Records from a collection
--

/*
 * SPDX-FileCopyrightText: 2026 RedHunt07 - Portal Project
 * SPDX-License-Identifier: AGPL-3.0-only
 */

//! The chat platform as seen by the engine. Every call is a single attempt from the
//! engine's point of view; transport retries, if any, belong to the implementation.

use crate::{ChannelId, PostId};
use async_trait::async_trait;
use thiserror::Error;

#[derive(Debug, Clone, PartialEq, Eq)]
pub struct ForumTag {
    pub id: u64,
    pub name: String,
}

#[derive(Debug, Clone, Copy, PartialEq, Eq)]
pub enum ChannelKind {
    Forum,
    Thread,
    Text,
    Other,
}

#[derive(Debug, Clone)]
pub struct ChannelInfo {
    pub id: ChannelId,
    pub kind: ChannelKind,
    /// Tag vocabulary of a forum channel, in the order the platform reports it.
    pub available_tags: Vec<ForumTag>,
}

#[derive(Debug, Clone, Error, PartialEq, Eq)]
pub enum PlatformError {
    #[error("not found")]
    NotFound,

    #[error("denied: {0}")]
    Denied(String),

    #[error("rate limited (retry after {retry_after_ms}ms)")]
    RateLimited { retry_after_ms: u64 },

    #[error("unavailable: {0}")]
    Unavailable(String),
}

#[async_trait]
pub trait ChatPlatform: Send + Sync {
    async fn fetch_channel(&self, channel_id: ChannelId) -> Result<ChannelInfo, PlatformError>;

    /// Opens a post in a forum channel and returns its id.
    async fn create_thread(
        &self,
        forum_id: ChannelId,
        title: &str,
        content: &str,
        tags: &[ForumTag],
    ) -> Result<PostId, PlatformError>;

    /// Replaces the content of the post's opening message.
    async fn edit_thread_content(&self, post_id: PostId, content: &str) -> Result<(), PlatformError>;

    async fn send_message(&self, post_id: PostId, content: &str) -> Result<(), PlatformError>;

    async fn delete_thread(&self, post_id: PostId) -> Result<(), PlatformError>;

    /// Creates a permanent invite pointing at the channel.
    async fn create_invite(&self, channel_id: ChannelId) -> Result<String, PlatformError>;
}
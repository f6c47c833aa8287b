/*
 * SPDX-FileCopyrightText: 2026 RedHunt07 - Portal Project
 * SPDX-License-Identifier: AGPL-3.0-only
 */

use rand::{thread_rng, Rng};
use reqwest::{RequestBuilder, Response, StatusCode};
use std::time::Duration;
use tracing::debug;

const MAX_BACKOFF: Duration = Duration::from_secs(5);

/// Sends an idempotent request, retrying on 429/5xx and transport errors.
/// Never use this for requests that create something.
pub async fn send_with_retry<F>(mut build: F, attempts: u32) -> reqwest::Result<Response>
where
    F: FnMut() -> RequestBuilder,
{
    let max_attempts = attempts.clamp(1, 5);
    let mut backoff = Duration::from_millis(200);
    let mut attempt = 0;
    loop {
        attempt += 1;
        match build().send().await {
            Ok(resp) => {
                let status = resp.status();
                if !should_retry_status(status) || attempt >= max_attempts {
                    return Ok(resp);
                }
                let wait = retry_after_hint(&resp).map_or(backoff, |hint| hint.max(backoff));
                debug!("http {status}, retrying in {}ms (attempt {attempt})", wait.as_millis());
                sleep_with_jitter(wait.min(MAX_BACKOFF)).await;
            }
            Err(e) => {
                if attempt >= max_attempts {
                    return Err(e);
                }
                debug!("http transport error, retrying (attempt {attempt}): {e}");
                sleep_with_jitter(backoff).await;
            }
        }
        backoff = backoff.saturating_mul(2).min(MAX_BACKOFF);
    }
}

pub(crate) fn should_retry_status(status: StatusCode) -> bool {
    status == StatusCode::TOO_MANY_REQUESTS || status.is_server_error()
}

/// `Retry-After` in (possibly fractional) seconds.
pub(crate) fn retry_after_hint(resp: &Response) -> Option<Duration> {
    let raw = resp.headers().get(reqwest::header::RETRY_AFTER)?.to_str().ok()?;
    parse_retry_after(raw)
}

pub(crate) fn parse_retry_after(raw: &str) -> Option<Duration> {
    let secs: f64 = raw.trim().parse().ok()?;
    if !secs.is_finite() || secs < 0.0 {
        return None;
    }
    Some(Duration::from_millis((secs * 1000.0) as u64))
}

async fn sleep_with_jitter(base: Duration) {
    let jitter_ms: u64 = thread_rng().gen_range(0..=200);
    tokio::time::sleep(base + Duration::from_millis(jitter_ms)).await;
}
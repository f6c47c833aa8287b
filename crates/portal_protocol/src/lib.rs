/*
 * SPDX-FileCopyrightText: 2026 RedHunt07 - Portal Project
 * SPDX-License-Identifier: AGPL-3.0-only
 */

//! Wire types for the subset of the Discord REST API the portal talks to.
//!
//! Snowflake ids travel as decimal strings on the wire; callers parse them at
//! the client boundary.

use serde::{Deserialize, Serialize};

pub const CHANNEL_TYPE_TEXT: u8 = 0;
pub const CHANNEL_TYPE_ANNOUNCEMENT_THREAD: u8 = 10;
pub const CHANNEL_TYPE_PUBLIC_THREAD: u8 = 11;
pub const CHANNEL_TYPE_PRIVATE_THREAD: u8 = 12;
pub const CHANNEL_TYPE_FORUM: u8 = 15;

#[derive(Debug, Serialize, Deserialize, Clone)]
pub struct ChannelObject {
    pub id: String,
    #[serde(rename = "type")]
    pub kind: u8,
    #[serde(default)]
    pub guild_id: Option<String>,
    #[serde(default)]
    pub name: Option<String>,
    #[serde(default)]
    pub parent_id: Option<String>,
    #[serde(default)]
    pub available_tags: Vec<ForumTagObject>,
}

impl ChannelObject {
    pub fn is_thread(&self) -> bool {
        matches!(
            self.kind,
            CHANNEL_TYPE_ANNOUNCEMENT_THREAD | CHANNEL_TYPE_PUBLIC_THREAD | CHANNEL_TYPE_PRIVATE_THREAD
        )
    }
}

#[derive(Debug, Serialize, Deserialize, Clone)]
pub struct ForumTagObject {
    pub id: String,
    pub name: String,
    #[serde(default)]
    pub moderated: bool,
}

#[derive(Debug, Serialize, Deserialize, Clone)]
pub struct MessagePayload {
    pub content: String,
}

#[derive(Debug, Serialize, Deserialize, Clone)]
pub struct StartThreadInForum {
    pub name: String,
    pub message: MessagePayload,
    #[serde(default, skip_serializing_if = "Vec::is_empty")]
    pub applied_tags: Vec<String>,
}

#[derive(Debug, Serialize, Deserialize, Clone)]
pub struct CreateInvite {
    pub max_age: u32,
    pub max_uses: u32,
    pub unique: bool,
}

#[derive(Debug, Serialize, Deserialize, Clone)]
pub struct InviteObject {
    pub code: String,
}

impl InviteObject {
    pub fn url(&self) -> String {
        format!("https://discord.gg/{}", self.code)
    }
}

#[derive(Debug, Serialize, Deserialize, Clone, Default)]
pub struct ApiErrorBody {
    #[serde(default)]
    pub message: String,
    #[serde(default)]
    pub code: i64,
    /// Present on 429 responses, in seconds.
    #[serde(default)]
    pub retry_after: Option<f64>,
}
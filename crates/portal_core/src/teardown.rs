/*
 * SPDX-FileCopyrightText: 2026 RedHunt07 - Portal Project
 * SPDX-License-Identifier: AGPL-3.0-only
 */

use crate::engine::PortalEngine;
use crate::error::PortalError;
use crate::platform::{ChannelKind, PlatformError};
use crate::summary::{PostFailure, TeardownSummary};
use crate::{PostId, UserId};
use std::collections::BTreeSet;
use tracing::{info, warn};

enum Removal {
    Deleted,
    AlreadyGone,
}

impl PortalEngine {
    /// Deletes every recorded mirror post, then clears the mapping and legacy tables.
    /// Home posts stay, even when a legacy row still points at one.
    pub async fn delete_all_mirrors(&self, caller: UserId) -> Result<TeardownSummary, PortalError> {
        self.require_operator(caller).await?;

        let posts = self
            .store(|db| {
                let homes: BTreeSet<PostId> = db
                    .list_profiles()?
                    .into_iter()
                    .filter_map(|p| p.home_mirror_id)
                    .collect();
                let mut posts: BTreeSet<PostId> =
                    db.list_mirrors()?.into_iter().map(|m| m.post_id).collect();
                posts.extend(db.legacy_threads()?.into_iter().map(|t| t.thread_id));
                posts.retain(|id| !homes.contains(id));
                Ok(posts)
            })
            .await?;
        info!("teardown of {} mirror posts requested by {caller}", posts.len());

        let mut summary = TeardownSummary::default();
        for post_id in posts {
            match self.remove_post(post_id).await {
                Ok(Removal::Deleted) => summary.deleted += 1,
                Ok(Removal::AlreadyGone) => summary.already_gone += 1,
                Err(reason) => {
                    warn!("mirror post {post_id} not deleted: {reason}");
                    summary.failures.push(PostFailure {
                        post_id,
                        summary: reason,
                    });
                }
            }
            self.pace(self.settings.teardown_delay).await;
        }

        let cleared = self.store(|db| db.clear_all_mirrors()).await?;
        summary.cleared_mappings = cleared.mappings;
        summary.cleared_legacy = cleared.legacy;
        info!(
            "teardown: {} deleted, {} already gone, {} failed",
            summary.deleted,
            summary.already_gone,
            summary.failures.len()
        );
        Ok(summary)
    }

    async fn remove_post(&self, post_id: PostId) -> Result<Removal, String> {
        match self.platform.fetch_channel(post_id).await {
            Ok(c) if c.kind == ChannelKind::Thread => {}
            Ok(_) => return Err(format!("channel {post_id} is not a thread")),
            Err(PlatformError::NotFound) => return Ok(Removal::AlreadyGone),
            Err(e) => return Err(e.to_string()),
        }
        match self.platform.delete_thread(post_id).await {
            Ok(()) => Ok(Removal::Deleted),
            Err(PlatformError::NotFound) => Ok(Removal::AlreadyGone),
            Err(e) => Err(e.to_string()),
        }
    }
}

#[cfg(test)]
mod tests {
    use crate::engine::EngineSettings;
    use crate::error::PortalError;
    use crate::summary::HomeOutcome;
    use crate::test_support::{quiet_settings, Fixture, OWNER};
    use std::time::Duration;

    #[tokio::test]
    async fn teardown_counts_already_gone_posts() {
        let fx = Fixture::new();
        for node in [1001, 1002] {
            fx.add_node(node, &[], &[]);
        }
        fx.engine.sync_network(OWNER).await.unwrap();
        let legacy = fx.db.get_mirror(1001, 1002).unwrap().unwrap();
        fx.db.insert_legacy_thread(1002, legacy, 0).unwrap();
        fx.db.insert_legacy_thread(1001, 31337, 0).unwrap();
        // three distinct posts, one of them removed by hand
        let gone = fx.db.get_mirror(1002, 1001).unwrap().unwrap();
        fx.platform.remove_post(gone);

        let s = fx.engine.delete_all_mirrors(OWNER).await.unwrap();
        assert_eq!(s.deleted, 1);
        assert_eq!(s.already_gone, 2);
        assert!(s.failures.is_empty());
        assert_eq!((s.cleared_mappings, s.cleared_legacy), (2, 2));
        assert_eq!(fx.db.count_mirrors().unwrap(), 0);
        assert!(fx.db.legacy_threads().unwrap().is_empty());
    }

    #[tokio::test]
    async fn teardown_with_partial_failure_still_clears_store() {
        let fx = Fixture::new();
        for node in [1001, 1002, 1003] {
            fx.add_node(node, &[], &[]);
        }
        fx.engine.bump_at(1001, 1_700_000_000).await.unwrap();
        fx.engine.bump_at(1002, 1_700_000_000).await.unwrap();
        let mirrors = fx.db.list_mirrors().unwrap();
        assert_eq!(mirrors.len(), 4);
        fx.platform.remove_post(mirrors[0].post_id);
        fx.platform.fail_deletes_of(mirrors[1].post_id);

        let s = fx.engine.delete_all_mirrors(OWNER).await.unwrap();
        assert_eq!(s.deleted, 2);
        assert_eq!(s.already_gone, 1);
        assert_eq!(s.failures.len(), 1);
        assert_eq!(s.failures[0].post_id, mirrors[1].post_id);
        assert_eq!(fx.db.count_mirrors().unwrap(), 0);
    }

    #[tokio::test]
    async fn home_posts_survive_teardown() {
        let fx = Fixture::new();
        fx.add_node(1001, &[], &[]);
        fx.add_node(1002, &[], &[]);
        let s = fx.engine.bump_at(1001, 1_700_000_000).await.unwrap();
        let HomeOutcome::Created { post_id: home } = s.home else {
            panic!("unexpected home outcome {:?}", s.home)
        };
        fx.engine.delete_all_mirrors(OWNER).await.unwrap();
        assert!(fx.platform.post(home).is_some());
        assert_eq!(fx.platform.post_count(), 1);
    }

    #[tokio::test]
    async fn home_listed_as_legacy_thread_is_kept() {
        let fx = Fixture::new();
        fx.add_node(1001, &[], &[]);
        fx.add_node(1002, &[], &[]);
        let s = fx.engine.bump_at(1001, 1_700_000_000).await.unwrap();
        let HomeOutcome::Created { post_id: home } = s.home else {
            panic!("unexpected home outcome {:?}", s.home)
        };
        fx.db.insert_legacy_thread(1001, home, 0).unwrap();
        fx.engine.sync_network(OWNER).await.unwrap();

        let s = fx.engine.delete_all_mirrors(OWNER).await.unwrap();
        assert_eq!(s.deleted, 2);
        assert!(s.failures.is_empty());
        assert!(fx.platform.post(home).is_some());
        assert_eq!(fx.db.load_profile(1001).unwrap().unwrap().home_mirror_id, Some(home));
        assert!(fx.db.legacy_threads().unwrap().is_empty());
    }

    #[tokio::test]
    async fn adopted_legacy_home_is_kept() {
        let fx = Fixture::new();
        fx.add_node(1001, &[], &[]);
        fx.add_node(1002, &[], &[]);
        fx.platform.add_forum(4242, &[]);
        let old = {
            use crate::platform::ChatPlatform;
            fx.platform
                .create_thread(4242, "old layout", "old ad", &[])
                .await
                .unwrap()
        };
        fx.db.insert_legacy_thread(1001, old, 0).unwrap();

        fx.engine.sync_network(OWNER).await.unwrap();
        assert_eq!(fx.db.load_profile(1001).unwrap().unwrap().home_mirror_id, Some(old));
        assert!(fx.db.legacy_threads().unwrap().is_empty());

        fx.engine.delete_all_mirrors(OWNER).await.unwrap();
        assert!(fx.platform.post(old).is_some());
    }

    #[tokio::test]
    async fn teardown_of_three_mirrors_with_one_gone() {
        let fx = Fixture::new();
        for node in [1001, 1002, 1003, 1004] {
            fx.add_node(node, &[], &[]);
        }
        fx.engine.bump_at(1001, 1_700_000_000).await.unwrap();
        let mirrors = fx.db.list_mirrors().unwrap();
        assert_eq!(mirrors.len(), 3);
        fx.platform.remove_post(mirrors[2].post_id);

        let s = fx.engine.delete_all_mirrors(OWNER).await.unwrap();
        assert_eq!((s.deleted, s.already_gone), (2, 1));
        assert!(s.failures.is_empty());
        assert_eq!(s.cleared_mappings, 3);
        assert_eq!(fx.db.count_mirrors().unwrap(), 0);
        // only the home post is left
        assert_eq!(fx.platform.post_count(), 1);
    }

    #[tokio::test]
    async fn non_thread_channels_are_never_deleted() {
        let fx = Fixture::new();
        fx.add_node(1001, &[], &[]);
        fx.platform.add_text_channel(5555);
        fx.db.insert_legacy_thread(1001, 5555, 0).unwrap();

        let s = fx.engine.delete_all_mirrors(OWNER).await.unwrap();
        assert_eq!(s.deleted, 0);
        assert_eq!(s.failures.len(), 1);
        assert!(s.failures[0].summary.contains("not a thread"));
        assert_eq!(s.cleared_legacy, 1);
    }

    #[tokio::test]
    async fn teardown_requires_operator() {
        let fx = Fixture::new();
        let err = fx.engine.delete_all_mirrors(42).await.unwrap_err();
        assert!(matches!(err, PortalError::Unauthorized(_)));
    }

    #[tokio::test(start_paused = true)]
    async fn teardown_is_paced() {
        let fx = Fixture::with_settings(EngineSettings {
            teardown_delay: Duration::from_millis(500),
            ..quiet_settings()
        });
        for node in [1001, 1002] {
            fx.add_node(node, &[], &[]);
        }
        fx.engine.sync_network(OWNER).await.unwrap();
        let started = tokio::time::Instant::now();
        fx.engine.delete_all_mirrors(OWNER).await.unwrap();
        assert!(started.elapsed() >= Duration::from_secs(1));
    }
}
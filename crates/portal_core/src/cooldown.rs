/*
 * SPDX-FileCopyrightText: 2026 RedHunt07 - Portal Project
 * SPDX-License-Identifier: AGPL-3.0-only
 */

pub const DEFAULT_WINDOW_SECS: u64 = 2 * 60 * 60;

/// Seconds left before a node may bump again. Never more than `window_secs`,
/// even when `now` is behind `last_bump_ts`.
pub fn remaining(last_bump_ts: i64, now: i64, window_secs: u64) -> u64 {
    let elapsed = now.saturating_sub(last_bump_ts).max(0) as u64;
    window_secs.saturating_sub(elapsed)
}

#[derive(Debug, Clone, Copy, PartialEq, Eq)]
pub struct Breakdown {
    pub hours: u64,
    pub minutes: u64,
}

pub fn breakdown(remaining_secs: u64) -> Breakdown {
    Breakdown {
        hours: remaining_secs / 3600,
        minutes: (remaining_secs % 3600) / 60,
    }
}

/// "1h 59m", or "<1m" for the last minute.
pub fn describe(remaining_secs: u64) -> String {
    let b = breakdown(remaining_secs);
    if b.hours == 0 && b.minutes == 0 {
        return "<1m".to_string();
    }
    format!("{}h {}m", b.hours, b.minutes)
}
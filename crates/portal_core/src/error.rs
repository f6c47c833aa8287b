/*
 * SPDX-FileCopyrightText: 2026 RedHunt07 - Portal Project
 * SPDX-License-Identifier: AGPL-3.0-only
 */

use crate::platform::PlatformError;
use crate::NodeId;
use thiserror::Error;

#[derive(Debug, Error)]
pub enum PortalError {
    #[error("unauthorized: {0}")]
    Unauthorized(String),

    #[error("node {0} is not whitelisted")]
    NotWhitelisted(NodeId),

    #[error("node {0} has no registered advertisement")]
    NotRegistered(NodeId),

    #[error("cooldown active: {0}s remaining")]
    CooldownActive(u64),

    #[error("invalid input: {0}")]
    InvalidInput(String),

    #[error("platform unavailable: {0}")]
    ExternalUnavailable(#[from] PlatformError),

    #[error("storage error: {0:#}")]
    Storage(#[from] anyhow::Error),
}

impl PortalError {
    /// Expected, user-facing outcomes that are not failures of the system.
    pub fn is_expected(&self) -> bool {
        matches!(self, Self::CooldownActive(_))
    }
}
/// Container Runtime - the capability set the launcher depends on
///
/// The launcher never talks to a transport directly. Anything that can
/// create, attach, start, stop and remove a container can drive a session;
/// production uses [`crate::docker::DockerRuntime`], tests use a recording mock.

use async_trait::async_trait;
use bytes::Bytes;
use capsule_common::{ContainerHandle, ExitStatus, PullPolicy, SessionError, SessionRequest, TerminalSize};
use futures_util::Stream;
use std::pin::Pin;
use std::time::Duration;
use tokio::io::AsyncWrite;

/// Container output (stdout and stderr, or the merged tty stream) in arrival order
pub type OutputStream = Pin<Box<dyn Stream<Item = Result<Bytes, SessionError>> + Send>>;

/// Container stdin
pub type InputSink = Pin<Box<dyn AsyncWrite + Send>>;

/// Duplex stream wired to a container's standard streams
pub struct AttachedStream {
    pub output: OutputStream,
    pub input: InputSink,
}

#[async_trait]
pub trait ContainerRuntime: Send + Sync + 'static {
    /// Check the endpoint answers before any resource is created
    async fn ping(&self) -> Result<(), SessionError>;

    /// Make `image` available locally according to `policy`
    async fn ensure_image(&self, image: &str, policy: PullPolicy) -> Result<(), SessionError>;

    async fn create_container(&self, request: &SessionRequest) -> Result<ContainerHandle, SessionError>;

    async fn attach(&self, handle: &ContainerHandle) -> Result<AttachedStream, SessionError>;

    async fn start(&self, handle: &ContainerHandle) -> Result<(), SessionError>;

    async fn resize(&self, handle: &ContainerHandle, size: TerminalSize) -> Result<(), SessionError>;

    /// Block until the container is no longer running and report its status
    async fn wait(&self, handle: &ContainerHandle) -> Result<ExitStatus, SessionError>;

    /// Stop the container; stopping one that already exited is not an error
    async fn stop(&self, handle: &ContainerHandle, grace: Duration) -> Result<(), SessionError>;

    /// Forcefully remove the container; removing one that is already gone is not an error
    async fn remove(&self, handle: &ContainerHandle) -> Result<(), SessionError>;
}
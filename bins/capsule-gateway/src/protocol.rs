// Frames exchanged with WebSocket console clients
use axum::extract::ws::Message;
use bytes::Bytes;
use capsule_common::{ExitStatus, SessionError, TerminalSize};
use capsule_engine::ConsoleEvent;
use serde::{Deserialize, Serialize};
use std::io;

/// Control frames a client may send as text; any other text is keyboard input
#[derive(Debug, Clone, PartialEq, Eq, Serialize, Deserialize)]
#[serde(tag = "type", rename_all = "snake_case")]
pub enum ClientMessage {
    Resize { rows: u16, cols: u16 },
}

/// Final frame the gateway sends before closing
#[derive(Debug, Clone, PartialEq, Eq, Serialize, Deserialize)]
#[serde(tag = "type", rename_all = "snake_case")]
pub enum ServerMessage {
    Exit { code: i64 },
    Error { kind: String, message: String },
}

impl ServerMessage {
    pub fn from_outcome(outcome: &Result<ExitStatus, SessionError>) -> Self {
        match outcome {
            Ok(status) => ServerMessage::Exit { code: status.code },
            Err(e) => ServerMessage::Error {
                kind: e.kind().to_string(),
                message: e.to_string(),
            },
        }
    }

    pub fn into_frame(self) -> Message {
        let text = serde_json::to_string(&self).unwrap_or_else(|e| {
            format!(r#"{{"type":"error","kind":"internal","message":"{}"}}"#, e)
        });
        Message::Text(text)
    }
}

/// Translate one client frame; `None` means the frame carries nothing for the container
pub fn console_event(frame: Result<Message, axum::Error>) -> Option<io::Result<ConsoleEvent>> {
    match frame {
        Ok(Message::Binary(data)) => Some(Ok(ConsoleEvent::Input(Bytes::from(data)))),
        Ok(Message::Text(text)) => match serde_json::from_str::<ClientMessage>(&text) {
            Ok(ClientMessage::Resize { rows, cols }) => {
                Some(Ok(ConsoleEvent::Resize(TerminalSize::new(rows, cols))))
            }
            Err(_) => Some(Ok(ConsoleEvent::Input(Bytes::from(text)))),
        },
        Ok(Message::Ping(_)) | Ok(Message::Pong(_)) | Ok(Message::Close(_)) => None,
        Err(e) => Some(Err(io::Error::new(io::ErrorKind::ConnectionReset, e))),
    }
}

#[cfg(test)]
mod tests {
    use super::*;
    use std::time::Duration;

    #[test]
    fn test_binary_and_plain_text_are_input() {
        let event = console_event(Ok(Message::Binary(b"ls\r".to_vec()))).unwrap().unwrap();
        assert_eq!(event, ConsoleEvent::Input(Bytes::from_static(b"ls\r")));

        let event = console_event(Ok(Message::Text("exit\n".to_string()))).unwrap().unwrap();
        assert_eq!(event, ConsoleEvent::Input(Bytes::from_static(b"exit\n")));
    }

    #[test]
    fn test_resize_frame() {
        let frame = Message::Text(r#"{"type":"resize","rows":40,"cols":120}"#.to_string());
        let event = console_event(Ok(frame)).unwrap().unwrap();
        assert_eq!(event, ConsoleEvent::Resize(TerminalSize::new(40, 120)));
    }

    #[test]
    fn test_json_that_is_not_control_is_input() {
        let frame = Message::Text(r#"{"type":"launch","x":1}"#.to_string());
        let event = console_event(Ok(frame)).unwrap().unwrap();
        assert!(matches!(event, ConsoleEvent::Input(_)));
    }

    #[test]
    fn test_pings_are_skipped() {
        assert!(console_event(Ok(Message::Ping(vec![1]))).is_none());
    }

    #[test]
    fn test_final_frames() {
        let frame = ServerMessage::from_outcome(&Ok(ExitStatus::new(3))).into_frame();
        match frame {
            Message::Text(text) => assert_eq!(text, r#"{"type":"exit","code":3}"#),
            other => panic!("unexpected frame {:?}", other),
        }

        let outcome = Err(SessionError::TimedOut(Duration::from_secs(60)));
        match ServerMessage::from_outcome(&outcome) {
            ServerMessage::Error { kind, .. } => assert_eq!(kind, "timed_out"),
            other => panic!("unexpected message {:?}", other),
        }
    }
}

--

◆ **Exercise goal**
Scan the records above for the string "warn", and copy every line where it turns up.

◆ **Written reply**
use tracing::{info, warn};
                    warn!("mirror post {post_id} not deleted: {reason}");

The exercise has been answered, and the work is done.